I fell in love with wolves after reading Never Cry Wolf by Farley Mowat ten years ago. Their grace, playfulness, loyalty, keen sense of hearing and smell, and beauty made my heart bow low in respect. They were animals to admire. As the Conservation Manager at the Oakland Zoo, I had the opportunity to investigate my wolf interests by asking the California Wolf Center to present earlier this year at our Conservation Speaker Series
On a wolf roll, I am excited to host yet another canine event: Living with Wolves, on April 29th. This evening will feature a screening of the film Return to the Wild: A Modern Tale of Wolf and Man and a talk by the films’ producers. We will also welcome Never Cry Wolf Rescue & Adoption and a few of their canine ambassadors.
The film Return to the Wild looks at the human-wildlife conflict that is felt all over the world with various humans, animals and habitats. We all want a place to live, to be safe, to find food and to raise a family. When settlers came to this country, they decided that there wasn’t room for both the wolf and the new American. As they ‘settled the wilderness” and fear overtook ecological knowledge, most wolves were killed by the 1930s, by extreme and unnessesary brutality. Myths were created to keep the name of the wolf dark and dangerous in the human psyche. The continent dwindled from a healthy and balanced abundance of wolves to just over 500 animals. Living with wolves is something our country struggles with still.
In 1995, the Grey Wolf was reintroduced to Yellowstone National Park and the wolves made a comeback. Tens of thousands of tourists are thrilled with the wolves and come to the park in packs with giant cameras, hoping for a peek at the majesty a real wolf. Some, of course, are less thank thrilled with the wolves and their hunting choices, and have faced loss of livestock and livelihood.
Fear-based solutions to the conflicts have been formulated, such as in 2007 when Alaska Governor Sarah Palin offered a $150 bounty for wolves, asking hunters to present a wolf’s foreleg to collect the money. The latest science has proven that hunting has is an inefficient means to control population, unable to mimic the complex web of life created by nature.
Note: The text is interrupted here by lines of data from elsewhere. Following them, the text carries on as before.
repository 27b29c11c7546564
pub mod builders;
pub mod recorder;

use std::sync::Once;
use std::time::Duration;

use tracing_subscriber::{fmt, EnvFilter};

static INIT: Once = Once::new();

/// Initialise tracing for tests.
///
/// - Uses `with_test_writer()`, so logs are captured per-test.
/// - The Rust test harness only prints captured output for **failing** tests
///   (unless you run with `-- --nocapture`).
///
/// Enable levels with e.g.:
/// `RUST_LOG=debug cargo test`
pub fn init_tracing() {
    INIT.call_once(|| {
        let filter =
            EnvFilter::try_from_default_env().unwrap_or_else(|_| EnvFilter::new("info"));

        fmt()
            .with_env_filter(filter)
            .with_test_writer() // print only for failing tests unless --nocapture
            .with_target(true)
            .with_thread_names(true)
            .init();
    });
}

/// Run a future with a 5-second timeout.
pub async fn with_timeout<F, T>(f: F) -> T
where
    F: std::future::Future<Output = T>,
{
    tokio::time::timeout(Duration::from_secs(5), f)
        .await
        .expect("Test timed out after 5 seconds")
}
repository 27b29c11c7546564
// src/logging.rs

//! Logging setup for `flowdag` using `tracing` + `tracing-subscriber`.
//!
//! Priority for determining the log level:
//! 1. explicit level (e.g. `--log-level` on the demo binary)
//! 2. `FLOWDAG_LOG` environment variable (e.g. "info", "debug")
//! 3. default to `info`
//!
//! Logs go to STDERR. The library itself only emits events; installing a
//! subscriber is left to the application.

use anyhow::Result;
use clap::ValueEnum;
use tracing_subscriber::fmt;

/// Log level as exposed on the CLI.
#[derive(Debug, Copy, Clone, PartialEq, Eq, ValueEnum)]
pub enum LogLevel {
    Error,
    Warn,
    Info,
    Debug,
    Trace,
}

/// Initialise the global logging subscriber.
///
/// Fails if a global subscriber is already installed.
pub fn init_logging(level: Option<LogLevel>) -> Result<()> {
    let level = match level {
        Some(lvl) => level_from_log_level(lvl),
        None => std::env::var("FLOWDAG_LOG")
            .ok()
            .and_then(|s| parse_level_str(&s))
            .unwrap_or(tracing::Level::INFO),
    };

    // Thread names identify pool workers (`flowdag-worker-3`).
    fmt()
        .with_max_level(level)
        .with_target(true)
        .with_thread_names(true)
        .with_writer(std::io::stderr)
        .try_init()
        .map_err(|e| anyhow::anyhow!("failed to install tracing subscriber: {e}"))?;

    Ok(())
}

fn level_from_log_level(lvl: LogLevel) -> tracing::Level {
    match lvl {
        LogLevel::Error => tracing::Level::ERROR,
        LogLevel::Warn => tracing::Level::WARN,
        LogLevel::Info => tracing::Level::INFO,
        LogLevel::Debug => tracing::Level::DEBUG,
        LogLevel::Trace => tracing::Level::TRACE,
    }
}

pub fn parse_level_str(s: &str) -> Option<tracing::Level> {
    match s.trim().to_lowercase().as_str() {
        "error" => Some(tracing::Level::ERROR),
        "warn" | "warning" => Some(tracing::Level::WARN),
        "info" => Some(tracing::Level::INFO),
        "debug" => Some(tracing::Level::DEBUG),
        "trace" => Some(tracing::Level::TRACE),
        _ => None,
    }
}
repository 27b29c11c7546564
// src/main.rs

use flowdag::{cli, logging, run};

#[tokio::main]
async fn main() {
    if let Err(err) = run_main().await {
        eprintln!("flowdag error: {err:?}");
        std::process::exit(1);
    }
}

async fn run_main() -> anyhow::Result<()> {
    let args = cli::parse();
    logging::init_logging(args.log_level)?;
    run(args).await
}
// src/dag/graph.rs

use std::fmt;
use std::sync::atomic::{AtomicU64, Ordering};

use petgraph::Direction;
use petgraph::algo::has_path_connecting;
use petgraph::graph::{DiGraph, NodeIndex};
use tracing::trace;

use crate::dag::node::Node;
use crate::errors::{FlowdagError, Result};

/// Boxed payload stored in every task.
pub type Work = Box<dyn FnMut() -> anyhow::Result<()> + Send + 'static>;

static NEXT_GRAPH_ID: AtomicU64 = AtomicU64::new(1);

/// Opaque handle to a task inside one particular [`Graph`].
///
/// Handles remember which graph issued them, so using a handle from a graph
/// that has already been dispatched is reported as an error instead of
/// silently pointing at an unrelated task.
#[derive(Debug, Clone, Copy, PartialEq, Eq, Hash)]
pub struct TaskId {
    graph: u64,
    index: NodeIndex,
}

impl TaskId {
    /// Position of the task inside its graph (insertion order).
    pub fn index(&self) -> usize {
        self.index.index()
    }

    pub(crate) fn from_parts(graph: u64, index: usize) -> Self {
        Self {
            graph,
            index: NodeIndex::new(index),
        }
    }

    pub(crate) fn graph_id(&self) -> u64 {
        self.graph
    }
}

impl fmt::Display for TaskId {
    fn fmt(&self, f: &mut fmt::Formatter<'_>) -> fmt::Result {
        write!(f, "#{}.{}", self.graph, self.index.index())
    }
}

struct TaskEntry {
    name: Option<String>,
    work: Work,
}

/// A mutable DAG of tasks under construction.
///
/// Edges point from a task to the tasks that must wait for it. Acyclicity is
/// checked at every `precede` call, so a `Graph` is always a valid DAG.
pub struct Graph {
    id: u64,
    inner: DiGraph<TaskEntry, ()>,
}

impl Graph {
    pub fn new() -> Self {
        Self {
            id: NEXT_GRAPH_ID.fetch_add(1, Ordering::Relaxed),
            inner: DiGraph::new(),
        }
    }

    /// Unique id of this graph; topologies built from it report the same id.
    pub fn id(&self) -> u64 {
        self.id
    }

    /// Add an infallible task.
    pub fn add_task<F>(&mut self, mut work: F) -> TaskId
    where
        F: FnMut() + Send + 'static,
    {
        self.insert(
            None,
            Box::new(move || {
                work();
                Ok::<(), anyhow::Error>(())
            }),
        )
    }

    /// Add a task whose `Err` marks it (and its topology) as failed.
    pub fn add_fallible_task<F>(&mut self, work: F) -> TaskId
    where
        F: FnMut() -> anyhow::Result<()> + Send + 'static,
    {
        self.insert(None, Box::new(work))
    }

    pub fn add_named_task<F>(&mut self, name: impl Into<String>, mut work: F) -> TaskId
    where
        F: FnMut() + Send + 'static,
    {
        self.insert(
            Some(name.into()),
            Box::new(move || {
                work();
                Ok::<(), anyhow::Error>(())
            }),
        )
    }

    pub fn set_name(&mut self, task: TaskId, name: impl Into<String>) -> Result<()> {
        self.check_owned(task)?;
        if let Some(entry) = self.inner.node_weight_mut(task.index) {
            entry.name = Some(name.into());
        }
        Ok(())
    }

    pub fn name_of(&self, task: TaskId) -> Option<&str> {
        if task.graph != self.id {
            return None;
        }
        self.inner.node_weight(task.index)?.name.as_deref()
    }

    /// `from` must finish before `to` starts.
    ///
    /// Repeating an existing edge is a no-op. An edge that would close a
    /// cycle is rejected and the graph is left unchanged.
    pub fn precede(&mut self, from: TaskId, to: TaskId) -> Result<()> {
        self.check_owned(from)?;
        self.check_owned(to)?;

        if from == to {
            return Err(FlowdagError::SelfLoop(from));
        }
        if self.inner.contains_edge(from.index, to.index) {
            return Ok(());
        }
        if has_path_connecting(&self.inner, to.index, from.index, None) {
            return Err(FlowdagError::Cycle { from, to });
        }

        self.inner.add_edge(from.index, to.index, ());
        trace!(graph = self.id, %from, %to, "added precedence edge");
        Ok(())
    }

    /// Mirror of [`precede`](Self::precede): `to` waits for `from`.
    pub fn succeed(&mut self, to: TaskId, from: TaskId) -> Result<()> {
        self.precede(from, to)
    }

    pub fn len(&self) -> usize {
        self.inner.node_count()
    }

    pub fn is_empty(&self) -> bool {
        self.inner.node_count() == 0
    }

    pub fn num_edges(&self) -> usize {
        self.inner.edge_count()
    }

    /// All task handles, in insertion order.
    pub fn tasks(&self) -> impl Iterator<Item = TaskId> + '_ {
        self.inner.node_indices().map(|index| TaskId {
            graph: self.id,
            index,
        })
    }

    /// Immediate predecessors of `task`.
    pub fn dependencies_of(&self, task: TaskId) -> Vec<TaskId> {
        self.neighbors(task, Direction::Incoming)
    }

    /// Immediate successors of `task`.
    pub fn dependents_of(&self, task: TaskId) -> Vec<TaskId> {
        self.neighbors(task, Direction::Outgoing)
    }

    /// Consume the graph and lay it out as runtime nodes.
    ///
    /// Node `i` of the result corresponds to `TaskId::index() == i`.
    pub(crate) fn freeze(self) -> Vec<Node> {
        let (nodes, edges) = self.inner.into_nodes_edges();

        let mut successors: Vec<Vec<usize>> = vec![Vec::new(); nodes.len()];
        let mut predecessors = vec![0usize; nodes.len()];
        for edge in &edges {
            successors[edge.source().index()].push(edge.target().index());
            predecessors[edge.target().index()] += 1;
        }

        nodes
            .into_iter()
            .zip(successors)
            .zip(predecessors)
            .map(|((node, succ), preds)| Node::new(node.weight.name, node.weight.work, succ, preds))
            .collect()
    }

    fn insert(&mut self, name: Option<String>, work: Work) -> TaskId {
        let index = self.inner.add_node(TaskEntry { name, work });
        TaskId {
            graph: self.id,
            index,
        }
    }

    fn check_owned(&self, task: TaskId) -> Result<()> {
        if task.graph != self.id || self.inner.node_weight(task.index).is_none() {
            return Err(FlowdagError::ForeignTask(task));
        }
        Ok(())
    }

    fn neighbors(&self, task: TaskId, dir: Direction) -> Vec<TaskId> {
        if task.graph != self.id {
            return Vec::new();
        }
        let mut out: Vec<TaskId> = self
            .inner
            .neighbors_directed(task.index, dir)
            .map(|index| TaskId {
                graph: self.id,
                index,
            })
            .collect();
        out.sort_by_key(|t| t.index());
        out
    }
}

impl Default for Graph {
    fn default() -> Self {
        Self::new()
    }
}

impl fmt::Debug for Graph {
    fn fmt(&self, f: &mut fmt::Formatter<'_>) -> fmt::Result {
        f.debug_struct("Graph")
            .field("id", &self.id)
            .field("tasks", &self.inner.node_count())
            .field("edges", &self.inner.edge_count())
            .finish()
    }
}
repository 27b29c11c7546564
// tests/shapes.rs

mod common;
use crate::common::{init_tracing, Recorder, TestResult};

use flowdag::dag::shapes::populate;
use flowdag::types::GraphShape;
use flowdag::{Flow, Graph};

#[test]
fn chain_links_every_task_to_the_next() -> TestResult {
    let mut graph = Graph::new();
    let tasks = populate(&mut graph, GraphShape::Chain, 5, |_| || {})?;

    assert_eq!(tasks.len(), 5);
    assert_eq!(graph.len(), 5);
    assert_eq!(graph.num_edges(), 4);
    assert_eq!(graph.name_of(tasks[0]), Some("t0"));
    assert_eq!(graph.dependents_of(tasks[3]), vec![tasks[4]]);
    Ok(())
}

#[test]
fn fan_has_source_and_sink() -> TestResult {
    let mut graph = Graph::new();
    let tasks = populate(&mut graph, GraphShape::Fan, 4, |_| || {})?;

    assert_eq!(graph.len(), 6);
    assert_eq!(graph.num_edges(), 8);
    let source = tasks[0];
    let sink = tasks[tasks.len() - 1];
    assert_eq!(graph.name_of(source), Some("source"));
    assert_eq!(graph.name_of(sink), Some("sink"));
    assert_eq!(graph.dependents_of(source).len(), 4);
    assert_eq!(graph.dependencies_of(sink).len(), 4);
    Ok(())
}

#[test]
fn diamond_connects_consecutive_layers() -> TestResult {
    let mut graph = Graph::new();
    let tasks = populate(&mut graph, GraphShape::Diamond, 3, |_| || {})?;

    assert_eq!(tasks.len(), 9);
    assert_eq!(graph.num_edges(), 2 * 9);
    assert!(graph.dependencies_of(tasks[0]).is_empty());
    assert_eq!(graph.dependencies_of(tasks[8]).len(), 3);
    Ok(())
}

#[test]
fn zero_width_is_treated_as_one() -> TestResult {
    let mut graph = Graph::new();
    populate(&mut graph, GraphShape::Chain, 0, |_| || {})?;
    assert_eq!(graph.len(), 1);
    Ok(())
}

#[test]
fn fan_runs_source_first_and_sink_last() -> TestResult {
    init_tracing();

    let recorder = Recorder::new();
    let mut flow = Flow::new(4)?;
    populate(flow.graph_mut(), GraphShape::Fan, 6, |name| recorder.noop(name))?;
    flow.wait_for_all()?;

    for i in 0..6 {
        let middle = format!("t{i}");
        recorder.assert_precedes("source", &middle);
        recorder.assert_precedes(&middle, "sink");
    }
    Ok(())
}
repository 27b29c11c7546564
// src/engine/observer.rs

use std::fmt;
use std::sync::Arc;
use std::time::Duration;

use crate::dag::TaskId;
use crate::engine::outcome::TopologyOutcome;
use crate::engine::topology::Topology;
use crate::errors::Result;
use crate::types::{TaskState, TopologyStatus};

/// Handle to a dispatched topology's completion signal.
///
/// Cheap to clone. Waiting never consumes the handle, so the same outcome can
/// be read any number of times, from any number of threads.
///
/// Holding an observer does not keep task payloads alive: they are dropped
/// when the owning [`Flow`](crate::Flow) reclaims the topology.
#[derive(Clone)]
pub struct Observer {
    topology: Arc<Topology>,
}

impl Observer {
    pub(crate) fn new(topology: Arc<Topology>) -> Self {
        Self { topology }
    }

    /// Numeric id of the observed topology.
    pub fn id(&self) -> u64 {
        self.topology.id()
    }

    pub fn status(&self) -> TopologyStatus {
        self.topology.status()
    }

    pub fn is_completed(&self) -> bool {
        self.topology.signal().is_set()
    }

    pub fn num_tasks(&self) -> usize {
        self.topology.num_tasks()
    }

    pub fn num_done(&self) -> usize {
        self.topology.num_done()
    }

    /// State of one task of the dispatched graph, or `None` if `task` was
    /// issued by a different graph.
    pub fn task_state(&self, task: TaskId) -> Option<TaskState> {
        if task.graph_id() != self.topology.graph_id() {
            return None;
        }
        self.topology.task_state(task.index())
    }

    /// Block until the topology completes and return the first failure, if any.
    pub fn wait(&self) -> Result<()> {
        self.outcome().into_result()
    }

    /// Like [`wait`](Self::wait), giving up after `timeout`. `None` means the
    /// topology was still active; the work itself is not affected.
    pub fn wait_timeout(&self, timeout: Duration) -> Option<Result<()>> {
        self.topology
            .signal()
            .wait_timeout(timeout)
            .map(TopologyOutcome::into_result)
    }

    /// Block until completion and return the full outcome, every failure included.
    pub fn outcome(&self) -> TopologyOutcome {
        self.topology.signal().wait()
    }

    /// Non-blocking poll.
    pub fn try_outcome(&self) -> Option<TopologyOutcome> {
        self.topology.signal().get()
    }

    /// Async variant of [`wait`](Self::wait); does not block the executor thread.
    pub async fn completed(&self) -> Result<()> {
        self.topology.signal().wait_async().await.into_result()
    }
}

impl fmt::Debug for Observer {
    fn fmt(&self, f: &mut fmt::Formatter<'_>) -> fmt::Result {
        f.debug_struct("Observer")
            .field("topology", &self.topology)
            .finish()
    }
}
Better solutions must exist.
Others dedicated fans of the wolf are ecologists, calling wolves the Bioengineers of the Wild. Wolves keep the ecosystem in balance, as many keystone species do. As wolves returned to the park and created balance in elk populations, Aspens and Willows returned. So did songbirds, stream beads and beavers. The eco-systems began to function and thrive.
Return to the Wild takes a fair look at the re-introduction of the gray wolf and the various stakeholders involved. Wildlife experts, hunters and ranchers all get a turn at speaking their mind. The film’s hope is that a balanced, fair and soundly sustainable solution does indeed exist. That is something to bow to.